Saved entries
++++++++++++++++++++
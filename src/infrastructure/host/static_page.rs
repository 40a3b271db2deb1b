#[cfg(test)]
#[path = "static_page_test.rs"]
mod tests;

use std::sync::Arc;
use std::sync::Mutex;
use std::sync::MutexGuard;

use tokio::sync::mpsc;

use crate::domain::models::AttributeMutation;
use crate::domain::models::HostPage;
use crate::domain::models::MutationTarget;
use crate::domain::models::PageStyle;

struct Inner {
    style: PageStyle,
    has_editor_container: bool,
    observers: Vec<mpsc::UnboundedSender<AttributeMutation>>,
}

/// A problem page held in memory. Style changes are reported to observers the
/// way a mutation observer would report them.
#[derive(Clone)]
pub struct StaticPage {
    url: String,
    inner: Arc<Mutex<Inner>>,
}

impl StaticPage {
    pub fn new(url: &str, background_color: &str) -> StaticPage {
        return StaticPage {
            url: url.to_string(),
            inner: Arc::new(Mutex::new(Inner {
                style: PageStyle {
                    background_color: background_color.to_string(),
                    body_classes: vec![],
                    root_classes: vec![],
                },
                has_editor_container: true,
                observers: vec![],
            })),
        };
    }

    pub fn without_editor_container(self) -> StaticPage {
        self.lock().has_editor_container = false;
        return self;
    }

    fn lock(&self) -> MutexGuard<'_, Inner> {
        return self.inner.lock().unwrap_or_else(|err| return err.into_inner());
    }

    fn notify(inner: &mut Inner, mutation: AttributeMutation) {
        inner
            .observers
            .retain(|observer| return observer.send(mutation.clone()).is_ok());
    }

    pub fn set_background_color(&self, color: &str) {
        let mut inner = self.lock();
        inner.style.background_color = color.to_string();
        StaticPage::notify(
            &mut inner,
            AttributeMutation::new(MutationTarget::Body, "style"),
        );
    }

    pub fn add_class(&self, target: MutationTarget, class: &str) {
        let mut inner = self.lock();
        let classes = match target {
            MutationTarget::Body => &mut inner.style.body_classes,
            MutationTarget::Root => &mut inner.style.root_classes,
        };
        if !classes.iter().any(|e| return e == class) {
            classes.push(class.to_string());
        }
        StaticPage::notify(&mut inner, AttributeMutation::new(target, "class"));
    }

    pub fn remove_class(&self, target: MutationTarget, class: &str) {
        let mut inner = self.lock();
        let classes = match target {
            MutationTarget::Body => &mut inner.style.body_classes,
            MutationTarget::Root => &mut inner.style.root_classes,
        };
        classes.retain(|e| return e != class);
        StaticPage::notify(&mut inner, AttributeMutation::new(target, "class"));
    }

    /// Reports a change to any other attribute without touching the style.
    pub fn touch_attribute(&self, target: MutationTarget, attribute: &str) {
        let mut inner = self.lock();
        StaticPage::notify(&mut inner, AttributeMutation::new(target, attribute));
    }
}

impl HostPage for StaticPage {
    fn url(&self) -> String {
        return self.url.to_string();
    }

    fn style(&self) -> PageStyle {
        return self.lock().style.clone();
    }

    fn has_editor_container(&self) -> bool {
        return self.lock().has_editor_container;
    }

    fn observe(&self) -> mpsc::UnboundedReceiver<AttributeMutation> {
        let (tx, rx) = mpsc::unbounded_channel::<AttributeMutation>();
        self.lock().observers.push(tx);
        return rx;
    }
}
/// Runs the submission-confirmation page at `url` against the parked code.
pub async fn confirm(url: &str, options: &SessionOptions) -> Result<SubmissionOutcome> {
    let mut form = MemoryForm::new(&form_action(url));
    if let Some(outbox) = &options.outbox {
        form = form.with_outbox(outbox.clone());
    }

    return ConfirmationPage::new(options.store.clone())
        .run(url, Some(&form))
        .await;
}

/// One problem page held open in memory, driven by line commands. Both script
/// worlds run as they would in the browser: the editor behind the bridge, the
/// toolbar, auto-save and theme watching in front of it.
pub struct PageSession {
    page: Arc<StaticPage>,
    proxy: Arc<EditorProxy>,
    ready: watch::Receiver<usize>,
    /// Editor announcements the toolbar state already went out for.
    served_ready: usize,
    editor: Option<BufferEditor>,
    host: Option<EditorHost>,
    toolbar: Toolbar,
    form: Option<MemoryForm>,
    pipeline: SubmissionPipeline,
    auto_save: Option<AutoSaveTask>,
    theme_watch: ThemeWatchTask,
}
++++++++++++++++++++
What you are asked to do: From the entries above, copy every line where the word "models" shows up.

Result for this task:
use crate::domain::models::AttributeMutation;
use crate::domain::models::HostPage;
use crate::domain::models::MutationTarget;
use crate::domain::models::PageStyle;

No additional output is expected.